··· TASK INPUT
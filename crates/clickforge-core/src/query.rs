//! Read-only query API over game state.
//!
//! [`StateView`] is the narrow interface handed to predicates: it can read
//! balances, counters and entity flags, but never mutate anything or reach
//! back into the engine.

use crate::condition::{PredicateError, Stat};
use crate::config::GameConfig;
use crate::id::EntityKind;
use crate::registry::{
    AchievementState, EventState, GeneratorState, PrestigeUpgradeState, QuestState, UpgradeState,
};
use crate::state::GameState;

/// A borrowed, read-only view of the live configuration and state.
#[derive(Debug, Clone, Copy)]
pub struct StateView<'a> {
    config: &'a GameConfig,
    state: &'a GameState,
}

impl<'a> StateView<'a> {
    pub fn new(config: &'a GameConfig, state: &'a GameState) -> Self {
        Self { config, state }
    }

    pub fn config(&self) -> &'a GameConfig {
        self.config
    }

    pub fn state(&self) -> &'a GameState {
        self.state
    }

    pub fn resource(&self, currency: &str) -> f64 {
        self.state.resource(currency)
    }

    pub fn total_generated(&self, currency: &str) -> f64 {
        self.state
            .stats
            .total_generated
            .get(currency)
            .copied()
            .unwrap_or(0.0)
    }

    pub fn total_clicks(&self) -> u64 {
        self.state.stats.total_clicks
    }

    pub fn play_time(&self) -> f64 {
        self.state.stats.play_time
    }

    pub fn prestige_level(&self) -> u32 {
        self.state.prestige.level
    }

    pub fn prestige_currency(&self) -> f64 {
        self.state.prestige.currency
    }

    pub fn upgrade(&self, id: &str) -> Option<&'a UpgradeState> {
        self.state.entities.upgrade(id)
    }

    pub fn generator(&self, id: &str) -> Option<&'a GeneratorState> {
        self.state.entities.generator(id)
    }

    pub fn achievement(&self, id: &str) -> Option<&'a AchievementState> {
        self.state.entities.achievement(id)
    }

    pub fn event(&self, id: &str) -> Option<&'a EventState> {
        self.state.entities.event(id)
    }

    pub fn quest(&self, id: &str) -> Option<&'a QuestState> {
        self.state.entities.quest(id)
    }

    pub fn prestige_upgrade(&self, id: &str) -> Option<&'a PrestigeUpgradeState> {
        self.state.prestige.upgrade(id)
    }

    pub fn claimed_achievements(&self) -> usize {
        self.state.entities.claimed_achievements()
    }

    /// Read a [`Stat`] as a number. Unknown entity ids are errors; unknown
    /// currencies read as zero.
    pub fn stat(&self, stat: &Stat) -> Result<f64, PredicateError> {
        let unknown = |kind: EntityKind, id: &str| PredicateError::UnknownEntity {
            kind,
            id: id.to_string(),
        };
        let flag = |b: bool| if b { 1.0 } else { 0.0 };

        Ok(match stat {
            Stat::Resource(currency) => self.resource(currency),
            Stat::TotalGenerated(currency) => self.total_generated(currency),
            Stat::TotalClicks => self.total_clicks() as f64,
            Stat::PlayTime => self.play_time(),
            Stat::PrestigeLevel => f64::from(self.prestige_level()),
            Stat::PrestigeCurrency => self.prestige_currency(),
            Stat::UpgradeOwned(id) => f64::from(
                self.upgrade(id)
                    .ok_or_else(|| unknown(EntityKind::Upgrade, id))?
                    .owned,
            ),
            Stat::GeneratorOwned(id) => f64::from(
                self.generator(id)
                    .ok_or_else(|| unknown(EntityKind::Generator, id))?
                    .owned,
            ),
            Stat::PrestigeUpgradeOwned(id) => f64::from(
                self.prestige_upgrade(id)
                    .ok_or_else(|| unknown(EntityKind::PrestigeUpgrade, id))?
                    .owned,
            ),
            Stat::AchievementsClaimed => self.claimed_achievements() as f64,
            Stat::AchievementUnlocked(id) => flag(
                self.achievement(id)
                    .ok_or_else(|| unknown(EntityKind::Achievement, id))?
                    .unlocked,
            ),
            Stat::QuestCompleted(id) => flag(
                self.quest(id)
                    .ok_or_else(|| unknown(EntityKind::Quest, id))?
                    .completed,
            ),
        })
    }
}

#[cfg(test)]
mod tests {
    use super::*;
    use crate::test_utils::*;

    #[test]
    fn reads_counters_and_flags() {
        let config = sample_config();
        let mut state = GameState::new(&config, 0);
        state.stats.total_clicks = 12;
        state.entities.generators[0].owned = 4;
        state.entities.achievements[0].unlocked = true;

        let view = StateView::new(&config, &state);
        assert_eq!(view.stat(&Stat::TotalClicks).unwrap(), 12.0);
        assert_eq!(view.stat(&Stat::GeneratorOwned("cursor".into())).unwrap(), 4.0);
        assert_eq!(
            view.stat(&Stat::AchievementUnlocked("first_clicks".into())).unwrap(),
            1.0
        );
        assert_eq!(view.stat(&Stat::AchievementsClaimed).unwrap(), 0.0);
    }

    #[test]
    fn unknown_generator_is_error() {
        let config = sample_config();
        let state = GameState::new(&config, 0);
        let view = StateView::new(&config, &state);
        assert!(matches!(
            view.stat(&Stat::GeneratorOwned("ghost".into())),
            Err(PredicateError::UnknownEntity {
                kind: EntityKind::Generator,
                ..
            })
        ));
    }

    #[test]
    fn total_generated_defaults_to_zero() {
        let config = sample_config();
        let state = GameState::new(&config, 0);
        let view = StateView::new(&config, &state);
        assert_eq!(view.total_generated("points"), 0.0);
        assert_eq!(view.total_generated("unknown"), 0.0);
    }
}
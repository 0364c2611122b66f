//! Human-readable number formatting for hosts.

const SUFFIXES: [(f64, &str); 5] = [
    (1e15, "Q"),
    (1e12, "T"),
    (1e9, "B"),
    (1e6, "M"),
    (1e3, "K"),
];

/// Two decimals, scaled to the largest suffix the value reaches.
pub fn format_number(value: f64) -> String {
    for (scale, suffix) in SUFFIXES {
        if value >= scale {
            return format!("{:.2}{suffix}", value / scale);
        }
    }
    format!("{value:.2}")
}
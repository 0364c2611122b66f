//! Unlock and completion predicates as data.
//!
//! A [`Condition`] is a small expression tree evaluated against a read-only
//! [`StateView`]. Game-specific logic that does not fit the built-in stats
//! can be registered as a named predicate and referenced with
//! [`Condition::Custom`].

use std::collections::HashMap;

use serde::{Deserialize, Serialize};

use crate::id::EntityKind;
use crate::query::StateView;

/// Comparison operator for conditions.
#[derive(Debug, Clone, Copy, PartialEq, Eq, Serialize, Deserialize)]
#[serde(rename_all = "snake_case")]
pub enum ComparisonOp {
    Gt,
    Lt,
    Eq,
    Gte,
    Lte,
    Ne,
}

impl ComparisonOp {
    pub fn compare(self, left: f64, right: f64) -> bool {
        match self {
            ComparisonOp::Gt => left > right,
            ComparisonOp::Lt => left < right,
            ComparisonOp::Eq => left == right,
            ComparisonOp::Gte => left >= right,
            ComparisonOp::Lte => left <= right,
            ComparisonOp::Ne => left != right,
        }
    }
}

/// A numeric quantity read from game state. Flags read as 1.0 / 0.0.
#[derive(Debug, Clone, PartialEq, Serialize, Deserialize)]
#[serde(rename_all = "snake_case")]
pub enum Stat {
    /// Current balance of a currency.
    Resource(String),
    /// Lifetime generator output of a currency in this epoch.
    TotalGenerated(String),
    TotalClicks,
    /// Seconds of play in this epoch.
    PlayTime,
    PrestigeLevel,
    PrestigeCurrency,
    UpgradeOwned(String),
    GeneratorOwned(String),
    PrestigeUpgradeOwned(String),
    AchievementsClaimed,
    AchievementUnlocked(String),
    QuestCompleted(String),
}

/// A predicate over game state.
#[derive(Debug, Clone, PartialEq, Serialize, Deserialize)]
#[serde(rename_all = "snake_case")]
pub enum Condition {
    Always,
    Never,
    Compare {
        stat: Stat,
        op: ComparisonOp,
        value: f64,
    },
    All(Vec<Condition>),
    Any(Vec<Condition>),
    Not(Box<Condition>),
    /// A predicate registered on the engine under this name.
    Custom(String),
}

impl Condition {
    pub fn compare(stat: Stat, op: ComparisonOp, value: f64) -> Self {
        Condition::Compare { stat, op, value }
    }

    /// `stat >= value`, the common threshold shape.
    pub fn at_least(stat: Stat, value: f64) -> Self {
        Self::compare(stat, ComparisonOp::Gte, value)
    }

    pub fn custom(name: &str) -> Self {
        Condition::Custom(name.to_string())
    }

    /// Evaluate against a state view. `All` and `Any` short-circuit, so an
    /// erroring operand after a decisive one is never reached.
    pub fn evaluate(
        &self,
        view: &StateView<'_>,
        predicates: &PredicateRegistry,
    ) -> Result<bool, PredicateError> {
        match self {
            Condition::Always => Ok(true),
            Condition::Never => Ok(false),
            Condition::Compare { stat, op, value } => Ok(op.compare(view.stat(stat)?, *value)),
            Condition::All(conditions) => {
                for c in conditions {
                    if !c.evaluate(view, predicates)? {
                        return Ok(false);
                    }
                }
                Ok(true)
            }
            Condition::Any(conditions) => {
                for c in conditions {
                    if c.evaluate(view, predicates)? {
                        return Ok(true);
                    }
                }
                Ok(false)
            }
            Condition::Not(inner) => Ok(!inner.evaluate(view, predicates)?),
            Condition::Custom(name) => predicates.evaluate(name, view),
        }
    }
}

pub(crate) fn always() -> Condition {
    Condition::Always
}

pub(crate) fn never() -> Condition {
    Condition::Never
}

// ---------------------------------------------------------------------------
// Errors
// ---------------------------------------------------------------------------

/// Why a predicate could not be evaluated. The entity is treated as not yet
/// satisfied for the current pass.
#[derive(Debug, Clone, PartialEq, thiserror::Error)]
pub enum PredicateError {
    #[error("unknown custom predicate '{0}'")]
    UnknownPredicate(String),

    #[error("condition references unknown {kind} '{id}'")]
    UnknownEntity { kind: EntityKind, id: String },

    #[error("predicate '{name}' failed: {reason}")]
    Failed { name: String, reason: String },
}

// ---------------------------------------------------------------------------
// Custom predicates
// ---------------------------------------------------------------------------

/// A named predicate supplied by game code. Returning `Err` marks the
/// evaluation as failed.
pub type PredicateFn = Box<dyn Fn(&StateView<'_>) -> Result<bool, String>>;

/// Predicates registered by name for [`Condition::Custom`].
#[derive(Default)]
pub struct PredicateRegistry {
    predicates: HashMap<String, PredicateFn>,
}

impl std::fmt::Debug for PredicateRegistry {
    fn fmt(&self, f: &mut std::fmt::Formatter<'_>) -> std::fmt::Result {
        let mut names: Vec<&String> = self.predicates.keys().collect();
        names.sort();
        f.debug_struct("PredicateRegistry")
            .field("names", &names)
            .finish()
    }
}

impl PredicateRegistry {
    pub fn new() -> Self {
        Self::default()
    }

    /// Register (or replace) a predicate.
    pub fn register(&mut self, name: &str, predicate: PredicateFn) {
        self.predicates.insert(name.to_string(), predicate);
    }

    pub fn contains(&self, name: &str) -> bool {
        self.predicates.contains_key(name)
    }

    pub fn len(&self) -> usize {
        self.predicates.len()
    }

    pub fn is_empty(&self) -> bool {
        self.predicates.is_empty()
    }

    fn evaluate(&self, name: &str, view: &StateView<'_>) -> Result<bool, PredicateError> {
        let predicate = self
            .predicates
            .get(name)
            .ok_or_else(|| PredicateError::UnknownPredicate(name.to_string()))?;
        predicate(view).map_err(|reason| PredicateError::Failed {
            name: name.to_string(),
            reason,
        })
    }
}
······
- **WHAT TO WORK ON**:
Scan the material above for lines that contain the string "usize", and copy each such line.

- **RESULT BELOW**:
    pub fn claimed_achievements(&self) -> usize {
    pub fn len(&self) -> usize {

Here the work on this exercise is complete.